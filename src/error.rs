//! Error types for ChatDiary

use thiserror::Error;

/// Result type alias for ChatDiary operations
pub type Result<T> = std::result::Result<T, Error>;

/// Errors that can occur while chatting, generating or persisting diaries
#[derive(Debug, Error)]
pub enum Error {
    /// No API key configured for the selected provider
    #[error("API Key is missing. Please check your settings.")]
    MissingApiKey,

    /// Provider answered with a non-success status (or an embedded error object)
    #[error("{provider} API Error ({status}): {body}")]
    Http {
        provider: String,
        status: u16,
        body: String,
    },

    /// Network-level failure talking to the provider
    #[error("transport error: {0}")]
    Transport(#[from] reqwest::Error),

    /// Response did not have the expected shape
    #[error("parse error: {0}")]
    Parse(String),

    /// Persisting a record failed (quota, locked database, ...)
    #[error("storage error: {0}")]
    Storage(String),

    /// Unknown diary, persona, config or message
    #[error("not found: {0}")]
    NotFound(String),

    /// Caller supplied something unusable
    #[error("invalid input: {0}")]
    InvalidInput(String),

    /// JSON (de)serialization error
    #[error("json error: {0}")]
    Json(#[from] serde_json::Error),

    /// `SQLite` error
    #[error("sqlite error: {0}")]
    Sqlite(#[from] rusqlite::Error),

    /// IO error
    #[error("io error: {0}")]
    Io(#[from] std::io::Error),
}

impl Error {
    /// Status code of an HTTP failure, if this is one
    pub fn status(&self) -> Option<u16> {
        match self {
            Error::Http { status, .. } => Some(*status),
            _ => None,
        }
    }
}
//! Outbound HTTP seam
//!
//! Providers build `HttpRequest`s and hand them to a `Transport`. Production
//! uses reqwest; tests script the responses.

use async_trait::async_trait;
use reqwest::Client;
use serde_json::Value;

use crate::error::Result;

#[derive(Debug, Clone, Copy, PartialEq, Eq)]
pub enum Method {
    Get,
    Post,
}

#[derive(Debug, Clone, PartialEq)]
pub struct HttpRequest {
    pub method: Method,
    pub url: String,
    pub bearer: Option<String>,
    pub body: Option<Value>,
}

impl HttpRequest {
    pub fn get(url: impl Into<String>) -> Self {
        Self {
            method: Method::Get,
            url: url.into(),
            bearer: None,
            body: None,
        }
    }

    pub fn post(url: impl Into<String>, body: Value) -> Self {
        Self {
            method: Method::Post,
            url: url.into(),
            bearer: None,
            body: Some(body),
        }
    }

    pub fn bearer(mut self, token: &str) -> Self {
        self.bearer = Some(token.to_string());
        self
    }
}

#[derive(Debug, Clone, PartialEq)]
pub struct HttpResponse {
    pub status: u16,
    pub body: String,
}

impl HttpResponse {
    pub fn is_success(&self) -> bool {
        (200..300).contains(&self.status)
    }
}

#[async_trait]
pub trait Transport: Send + Sync {
    /// Perform the request. Non-2xx statuses are responses, not errors.
    async fn execute(&self, request: HttpRequest) -> Result<HttpResponse>;
}

/// reqwest client without an overall timeout; generation can take a while
pub struct ReqwestTransport {
    client: Client,
}

impl ReqwestTransport {
    pub fn new() -> Self {
        Self { client: Client::new() }
    }
}

impl Default for ReqwestTransport {
    fn default() -> Self {
        Self::new()
    }
}

#[async_trait]
impl Transport for ReqwestTransport {
    async fn execute(&self, request: HttpRequest) -> Result<HttpResponse> {
        let mut builder = match request.method {
            Method::Get => self.client.get(&request.url),
            Method::Post => self.client.post(&request.url),
        };
        builder = builder.header("Content-Type", "application/json");
        if let Some(token) = &request.bearer {
            builder = builder.header("Authorization", format!("Bearer {}", token));
        }
        if let Some(body) = &request.body {
            builder = builder.json(body);
        }

        let response = builder.send().await?;
        let status = response.status().as_u16();
        let body = response.text().await?;
        Ok(HttpResponse { status, body })
    }
}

────────────────────

_WHAT YOU WILL DO_. Word for word, reproduce the lines of the listing from the first one through the line containing "and hand them", and no more.

_PROBLEM SOLUTION_.
filename src/error.rs
//! Error types for ChatDiary

use thiserror::Error;

/// Result type alias for ChatDiary operations
pub type Result<T> = std::result::Result<T, Error>;

/// Errors that can occur while chatting, generating or persisting diaries
#[derive(Debug, Error)]
pub enum Error {
    /// No API key configured for the selected provider
    #[error("API Key is missing. Please check your settings.")]
    MissingApiKey,

    /// Provider answered with a non-success status (or an embedded error object)
    #[error("{provider} API Error ({status}): {body}")]
    Http {
        provider: String,
        status: u16,
        body: String,
    },

    /// Network-level failure talking to the provider
    #[error("transport error: {0}")]
    Transport(#[from] reqwest::Error),

    /// Response did not have the expected shape
    #[error("parse error: {0}")]
    Parse(String),

    /// Persisting a record failed (quota, locked database, ...)
    #[error("storage error: {0}")]
    Storage(String),

    /// Unknown diary, persona, config or message
    #[error("not found: {0}")]
    NotFound(String),

    /// Caller supplied something unusable
    #[error("invalid input: {0}")]
    InvalidInput(String),

    /// JSON (de)serialization error
    #[error("json error: {0}")]
    Json(#[from] serde_json::Error),

    /// `SQLite` error
    #[error("sqlite error: {0}")]
    Sqlite(#[from] rusqlite::Error),

    /// IO error
    #[error("io error: {0}")]
    Io(#[from] std::io::Error),
}

impl Error {
    /// Status code of an HTTP failure, if this is one
    pub fn status(&self) -> Option<u16> {
        match self {
            Error::Http { status, .. } => Some(*status),
            _ => None,
        }
    }
}
//! Outbound HTTP seam
//!
//! Providers build `HttpRequest`s and hand them to a `Transport`. Production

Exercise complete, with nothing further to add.